По-другому выражаясь, свидетельство одновременно скрепляется и разрывается неизвестным прежде опытом. Не будет преувеличением сказать, что речь идет о поворотном моменте в истории, о моменте, радикально меняющем наше представление о самих исторических событиях, равно как о способах их записи и последующей трансляции. Картина, скрупулезно собираемая Ланцманом, остается "всего лишь" описанием. Не забудем, однако, на пересечении каких средств (фиксации и выражения) возникает такое описание. Во-первых, это голос, звучащий в настоящем, причем настоящее время будет возвращаться каждый раз заново – при каждом новом просмотре. В этом смысле перед нами такое настоящее, которое само по себе пребывает: оно не может устареть или стать неактуальным. Это настоящее время самого кинематографа, а вернее – наше настоящее, время, в котором зритель будет всегда актуально подключен к голосу свидетеля. Во-вторых, это кинематографические образы, тоже взятые из настоящего, некий нейтральный фон, ничего не сообщающий и при этом вопиюще достоверный. Образы распадаются на два преобладающих ряда: лица свидетелей, в основном даваемые крупным планом, и безмятежный пейзаж, где происходили описываемые очевидцами события. Только сегодня в этих полях, лесах, жилых домах, поездах и станциях не угадывается ничего зловещего. На вопрос Ланцмана "Тогда стояли погожие дни, как сейчас?" польский очевидец отвечает: "Увы! Деньки стояли еще лучше, чем теперь!"

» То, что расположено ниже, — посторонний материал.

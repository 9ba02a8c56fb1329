use std::env;
use std::path::{Path, PathBuf};

/// Determine the configuration file path for appletdex SETTINGS.
///
/// Looks for `settings.conf` under `$XDG_CONFIG_HOME/appletdex` first, then
/// under `$HOME/.config/appletdex`. Returns the first existing file.
pub fn resolve_settings_config_path() -> Option<PathBuf> {
    let home = env::var("HOME").ok();
    let xdg_config = env::var("XDG_CONFIG_HOME").ok();
    let mut candidates: Vec<PathBuf> = Vec::new();
    if let Some(xdg) = xdg_config.as_deref().filter(|x| !x.trim().is_empty()) {
        candidates.push(Path::new(xdg).join("appletdex").join("settings.conf"));
    }
    if let Some(h) = home.as_deref() {
        candidates.push(
            Path::new(h)
                .join(".config")
                .join("appletdex")
                .join("settings.conf"),
        );
    }
    candidates.into_iter().find(|p| p.is_file())
}

/// Resolve an XDG base directory from environment or default to `$HOME` + segments.
///
/// Inputs:
/// - `var`: Environment variable to check (e.g., `XDG_CONFIG_HOME`).
/// - `home_default`: Fallback path segments relative to `$HOME` if `var` is unset/empty.
///
/// Output: Resolved base directory path.
fn xdg_base_dir(var: &str, home_default: &[&str]) -> PathBuf {
    if let Ok(p) = env::var(var)
        && !p.trim().is_empty()
    {
        return PathBuf::from(p);
    }
    let home = env::var("HOME").unwrap_or_else(|_| ".".to_string());
    let mut base = PathBuf::from(home);
    for seg in home_default {
        base = base.join(seg);
    }
    base
}

/// Return `$HOME/.config/appletdex`, ensuring it exists.
///
/// Output: `Some(PathBuf)` when HOME is set and directory can be created; `None` otherwise.
fn home_config_dir() -> Option<PathBuf> {
    if let Ok(home) = env::var("HOME") {
        let dir = Path::new(&home).join(".config").join("appletdex");
        if std::fs::create_dir_all(&dir).is_ok() {
            return Some(dir);
        }
    }
    None
}

/// Config directory for appletdex (ensured to exist)
pub fn config_dir() -> PathBuf {
    if let Some(dir) = home_config_dir() {
        return dir;
    }
    let base = xdg_base_dir("XDG_CONFIG_HOME", &[".config"]);
    let dir = base.join("appletdex");
    let _ = std::fs::create_dir_all(&dir);
    dir
}

/// Logs directory under config: "$HOME/.config/appletdex/logs" (ensured to exist)
pub fn logs_dir() -> PathBuf {
    let dir = config_dir().join("logs");
    let _ = std::fs::create_dir_all(&dir);
    dir
}

#[cfg(test)]
mod tests {
    /// Restore an environment variable to its saved value.
    fn restore(key: &str, val: Option<std::ffi::OsString>) {
        unsafe {
            if let Some(v) = val {
                std::env::set_var(key, v);
            } else {
                std::env::remove_var(key);
            }
        }
    }

    #[test]
    /// What: Config and logs directories live under `$HOME/.config/appletdex`
    fn paths_config_logs_under_home() {
        let _guard = crate::theme::test_mutex()
            .lock()
            .unwrap_or_else(std::sync::PoisonError::into_inner);
        let orig_home = std::env::var_os("HOME");
        let base = tempfile::tempdir().expect("tempdir");
        unsafe { std::env::set_var("HOME", base.path()) };
        let cfg = super::config_dir();
        let logs = super::logs_dir();
        assert!(cfg.ends_with(".config/appletdex"));
        assert!(logs.ends_with("logs"));
        assert!(logs.is_dir());
        restore("HOME", orig_home);
    }

    #[test]
    /// What: `settings.conf` under XDG takes priority over HOME
    fn settings_path_prefers_xdg() {
        let _guard = crate::theme::test_mutex()
            .lock()
            .unwrap_or_else(std::sync::PoisonError::into_inner);
        let orig_home = std::env::var_os("HOME");
        let orig_xdg = std::env::var_os("XDG_CONFIG_HOME");
        let home = tempfile::tempdir().expect("tempdir");
        let xdg = tempfile::tempdir().expect("tempdir");
        let home_conf = home.path().join(".config").join("appletdex");
        let xdg_conf = xdg.path().join("appletdex");
        std::fs::create_dir_all(&home_conf).expect("mkdir");
        std::fs::create_dir_all(&xdg_conf).expect("mkdir");
        std::fs::write(home_conf.join("settings.conf"), "").expect("write");
        unsafe {
            std::env::set_var("HOME", home.path());
            std::env::set_var("XDG_CONFIG_HOME", xdg.path());
        }
        assert_eq!(
            super::resolve_settings_config_path(),
            Some(home_conf.join("settings.conf"))
        );
        std::fs::write(xdg_conf.join("settings.conf"), "").expect("write");
        assert_eq!(
            super::resolve_settings_config_path(),
            Some(xdg_conf.join("settings.conf"))
        );
        restore("HOME", orig_home);
        restore("XDG_CONFIG_HOME", orig_xdg);
    }
}
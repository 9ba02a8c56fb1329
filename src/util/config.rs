//! Configuration file parsing utilities.
//!
//! This module provides helpers for parsing `key = value` configuration files
//! with comment skipping and inline comment stripping.

/// What: Check if a line should be skipped (empty or comment).
///
/// Inputs:
/// - `line`: Line to check
///
/// Output:
/// - `true` if the line should be skipped, `false` otherwise
///
/// Details:
/// - Skips empty lines and lines starting with `#`, `//`, or `;`
pub fn skip_comment_or_empty(line: &str) -> bool {
    let trimmed = line.trim();
    trimmed.is_empty()
        || trimmed.starts_with('#')
        || trimmed.starts_with("//")
        || trimmed.starts_with(';')
}

/// What: Parse a key-value pair from a line.
///
/// Inputs:
/// - `line`: Line containing key=value format
///
/// Output:
/// - `Some((key, value))` if parsing succeeds, `None` otherwise
///
/// Details:
/// - Splits on the first `=` character
/// - Normalizes the key to lowercase with `.`, `-` and spaces mapped to `_`
/// - Strips inline comments from the value and trims both sides
pub fn parse_key_value(line: &str) -> Option<(String, String)> {
    let (raw_key, raw_val) = line.trim().split_once('=')?;
    let key = raw_key.trim().to_lowercase().replace(['.', '-', ' '], "_");
    if key.is_empty() {
        return None;
    }
    Some((key, strip_inline_comment(raw_val).to_string()))
}

/// Remove a trailing ` // ...` or ` # ...` comment from a value.
///
/// A marker only starts a comment when whitespace precedes it, so paths such
/// as `/srv//applets.json` survive.
pub fn strip_inline_comment(s: &str) -> &str {
    let cut = s
        .char_indices()
        .filter(|&(_, ch)| ch.is_whitespace())
        .map(|(i, ch)| i + ch.len_utf8())
        .find(|&after| s[after..].starts_with("//") || s[after..].starts_with('#'))
        .unwrap_or(s.len());
    s[..cut].trim()
}

/// What: Interpret a config value as a boolean.
///
/// Inputs:
/// - `val`: Raw value (already trimmed)
///
/// Output:
/// - `Some(bool)` for `true/false`, `yes/no`, `on/off`, `1/0`; `None` otherwise
pub fn parse_bool(val: &str) -> Option<bool> {
    match val.to_ascii_lowercase().as_str() {
        "true" | "yes" | "on" | "1" => Some(true),
        "false" | "no" | "off" | "0" => Some(false),
        _ => None,
    }
}

#[cfg(test)]
mod tests {
    use super::*;

    #[test]
    /// What: Comment and blank lines are skipped
    fn skips_comments() {
        assert!(skip_comment_or_empty(""));
        assert!(skip_comment_or_empty("   # note"));
        assert!(skip_comment_or_empty("// note"));
        assert!(skip_comment_or_empty("; note"));
        assert!(!skip_comment_or_empty("key = value"));
    }

    #[test]
    /// What: Keys are normalized and inline comments dropped
    ///
    /// - Input: `Catalog-Path = /tmp/c.json # local`
    /// - Output: (`catalog_path`, `/tmp/c.json`)
    fn key_value_normalization() {
        assert_eq!(
            parse_key_value("Catalog-Path = /tmp/c.json # local"),
            Some(("catalog_path".to_string(), "/tmp/c.json".to_string()))
        );
        assert_eq!(
            parse_key_value("default.category = Checksums & Encoding"),
            Some((
                "default_category".to_string(),
                "Checksums & Encoding".to_string()
            ))
        );
        assert_eq!(parse_key_value("no equals sign"), None);
        assert_eq!(parse_key_value(" = orphan"), None);
    }

    #[test]
    /// What: Doubled slashes inside a value are not comments
    ///
    /// - Input: `/srv//applets.json`, with and without a trailing comment
    /// - Output: The path is kept whole; only whitespace-led markers cut
    fn inline_comment_needs_leading_space() {
        assert_eq!(strip_inline_comment("/srv//applets.json"), "/srv//applets.json");
        assert_eq!(strip_inline_comment("/srv//applets.json // local"), "/srv//applets.json");
        assert_eq!(strip_inline_comment("/srv/a#b.json\t# note"), "/srv/a#b.json");
        assert_eq!(
            parse_key_value("catalog_path = /srv//applets.json"),
            Some(("catalog_path".to_string(), "/srv//applets.json".to_string()))
        );
    }

    #[test]
    /// What: Boolean spellings
    fn bool_values() {
        assert_eq!(parse_bool("YES"), Some(true));
        assert_eq!(parse_bool("off"), Some(false));
        assert_eq!(parse_bool("maybe"), None);
    }
}
use ratatui::{
    Frame,
    layout::{Constraint, Direction, Layout, Rect},
    prelude::Position,
    style::{Modifier, Style},
    text::{Line, Span},
    widgets::{Block, BorderType, Borders, Paragraph},
};
use unicode_width::UnicodeWidthStr;

use crate::state::{AppState, Focus};
use crate::theme::theme;

/// Render the search field (left) and category selector (right).
pub fn render_header(f: &mut Frame, app: &AppState, area: Rect) {
    let th = theme();
    let cols = Layout::default()
        .direction(Direction::Horizontal)
        .constraints([Constraint::Percentage(65), Constraint::Percentage(35)])
        .split(area);

    let search_border = if app.focus == Focus::Search {
        th.sapphire
    } else {
        th.overlay1
    };
    let input = Paragraph::new(Line::from(vec![
        Span::styled("> ", Style::default().fg(th.sapphire)),
        Span::styled(app.query.search_text.clone(), Style::default().fg(th.text)),
    ]))
    .block(
        Block::default()
            .title(Span::styled(
                " Search applets ",
                Style::default().fg(th.overlay1),
            ))
            .borders(Borders::ALL)
            .border_type(BorderType::Rounded)
            .border_style(Style::default().fg(search_border)),
    );
    f.render_widget(input, cols[0]);

    let selector = Paragraph::new(Line::from(vec![
        Span::styled("◂ ", Style::default().fg(th.overlay1)),
        Span::styled(
            app.category_label().to_string(),
            Style::default().fg(th.mauve).add_modifier(Modifier::BOLD),
        ),
        Span::styled(" ▸", Style::default().fg(th.overlay1)),
    ]))
    .block(
        Block::default()
            .title(Span::styled(" Category ", Style::default().fg(th.overlay1)))
            .borders(Borders::ALL)
            .border_type(BorderType::Rounded)
            .border_style(Style::default().fg(th.overlay1)),
    );
    f.render_widget(selector, cols[1]);

    if app.focus == Focus::Search {
        let typed = u16::try_from(UnicodeWidthStr::width(app.query.search_text.as_str()))
            .unwrap_or(u16::MAX);
        let x = cols[0]
            .x
            .saturating_add(3)
            .saturating_add(typed)
            .min(cols[0].right().saturating_sub(2));
        f.set_cursor_position(Position::new(x, cols[0].y.saturating_add(1)));
    }
}

/// Render the filtered/total counts line.
pub fn render_stats(f: &mut Frame, app: &AppState, area: Rect) {
    let th = theme();
    let line = Line::from(vec![
        Span::styled(
            format!(" {} applets", app.result_len),
            Style::default().fg(th.green).add_modifier(Modifier::BOLD),
        ),
        Span::styled(
            format!("  ·  {} total", app.catalog.len()),
            Style::default().fg(th.overlay1),
        ),
    ]);
    f.render_widget(Paragraph::new(line), area);
}
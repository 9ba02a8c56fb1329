//! Command-line query output: grouped text, JSON, and counts.

use std::io::Write;

use crossterm::style::Stylize;

use crate::catalog::Catalog;
use crate::query::{FilteredResult, QueryState, recompute};
use crate::ui::EMPTY_MESSAGE;
use crate::util::{max_width, pad_to_width};

/// JSON document printed by `--json`.
#[derive(serde::Serialize)]
struct Report<'r, 'a> {
    /// Number of matching applets.
    count: usize,
    /// Number of applets in the catalog.
    total: usize,
    /// Search text used.
    search: &'r str,
    /// Category selection used (empty = all).
    category: &'r str,
    /// Entries, categories, and groups.
    #[serde(flatten)]
    result: &'r FilteredResult<'a>,
}

/// What: Format a filtered result as grouped plain text.
///
/// Inputs:
/// - `result`: Filtered result.
/// - `color`: Whether to emit ANSI styling.
///
/// Output:
/// - Heading line per category (`Category (n)`) followed by aligned
///   `name  description` lines; the empty-state message when nothing matched.
pub fn format_grouped(result: &FilteredResult<'_>, color: bool) -> String {
    if result.is_empty() {
        return format!("{EMPTY_MESSAGE}\n");
    }
    let name_w = max_width(result.entries.iter().map(|e| e.name.as_str()));
    let mut out = String::new();
    for (i, g) in result.groups.iter().enumerate() {
        if i > 0 {
            out.push('\n');
        }
        let heading = format!("{} ({})", g.category, g.entries.len());
        if color {
            out.push_str(&format!("{}\n", heading.bold().magenta()));
        } else {
            out.push_str(&heading);
            out.push('\n');
        }
        for e in &g.entries {
            let name = pad_to_width(&e.name, name_w);
            let line = if e.description.is_empty() {
                format!("  {}", name.trim_end())
            } else if color {
                format!("  {}  {}", name.bold(), e.description.as_str().dark_grey())
            } else {
                format!("  {name}  {}", e.description)
            };
            out.push_str(&line);
            out.push('\n');
        }
    }
    out
}

/// Print the grouped text result for `query`.
pub fn handle_search(
    catalog: &Catalog,
    query: &QueryState,
    color: bool,
    out: &mut dyn Write,
) -> std::io::Result<()> {
    let result = recompute(catalog, query);
    write!(out, "{}", format_grouped(&result, color))?;
    tracing::info!(count = result.len(), "printed search results");
    Ok(())
}

/// Print the result for `query` as pretty JSON.
pub fn handle_json(catalog: &Catalog, query: &QueryState, out: &mut dyn Write) -> std::io::Result<()> {
    let result = recompute(catalog, query);
    let report = Report {
        count: result.len(),
        total: catalog.len(),
        search: &query.search_text,
        category: &query.selected_category,
        result: &result,
    };
    serde_json::to_writer_pretty(&mut *out, &report)?;
    writeln!(out)?;
    Ok(())
}

/// Print the number of applets matching `query`.
pub fn handle_count(catalog: &Catalog, query: &QueryState, out: &mut dyn Write) -> std::io::Result<()> {
    writeln!(out, "{}", recompute(catalog, query).len())
}

#[cfg(test)]
mod tests {
    use super::*;
    use crate::catalog::CatalogEntry;

    fn two() -> Catalog {
        Catalog::new(vec![
            CatalogEntry::new("cat", "Concatenate files", "File Operations"),
            CatalogEntry::new("grep", "Search patterns", "Text Processing"),
        ])
    }

    #[test]
    /// What: Plain grouped output aligns names and shows group counts
    fn grouped_plain() {
        let c = two();
        let r = recompute(&c, &QueryState::default());
        let text = format_grouped(&r, false);
        assert_eq!(
            text,
            "File Operations (1)\n  cat   Concatenate files\n\nText Processing (1)\n  grep  Search patterns\n"
        );
    }

    #[test]
    /// What: Empty result prints the empty-state message
    fn grouped_empty() {
        let c = two();
        let r = recompute(&c, &QueryState::from_parts(Some("xyz"), None));
        assert_eq!(format_grouped(&r, false), format!("{EMPTY_MESSAGE}\n"));
    }

    #[test]
    /// What: JSON report carries counts, categories, and groups
    fn json_report() {
        let c = two();
        let mut buf = Vec::new();
        handle_json(&c, &QueryState::from_parts(Some("GR"), None), &mut buf).expect("io");
        let v: serde_json::Value = serde_json::from_slice(&buf).expect("json");
        assert_eq!(v["count"], 1);
        assert_eq!(v["total"], 2);
        assert_eq!(v["search"], "GR");
        assert_eq!(v["categories"], serde_json::json!(["Text Processing"]));
        assert_eq!(v["groups"][0]["category"], "Text Processing");
        assert_eq!(v["groups"][0]["entries"][0]["name"], "grep");
    }
}
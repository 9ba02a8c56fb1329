//! Command-line argument parsing and non-interactive handlers.

pub mod definition;
pub mod list;
pub mod search;
pub mod utils;

// Re-export commonly used items
pub use definition::{Args, process_args};
pub use utils::{determine_log_level, use_color};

Нетрудно уловить мотив, звучащий в таком сопоставлении: это невозможно. Но невозможность – не универсальное свойство События, а тот разрыв, который каждый раз познается впервые. Невозможно понять, как рядом с лагерями шла обычная жизнь: польские крестьяне обрабатывали свои поля прямо под их обнесенными колючей проволокой стенами. Невозможно понять, как шли и шли вагоны – специальный транспорт, – в которых везли сотни и тысячи напуганных до смерти, голодных или же, напротив, ниче го не подозревающих людей. Невозможно представить, через что прошли заключенные, работавшие в спецподразделениях, чьими обязанностями было извлечение из газовых камер слипшихся, окаменевших тел или раскапывание и уничтожение останков тех, кого захоронили наспех. Наконец, невозможно понять, как продумывалась и рационализировалась машина смерти, как если бы речь шла о каком-то заурядном производстве. Понять и в самом деле невозможно. Но Ланцман делает так, что эта невозможность приходит к зрителю как знание, в которое он включен нетеоретически, иными словами, которое он должен разделить. Именно поэтому оборотной стороной речи, звучащей в фильме, становится молчание – не результат переживаемого потрясения, а шрам, рассекающий речь.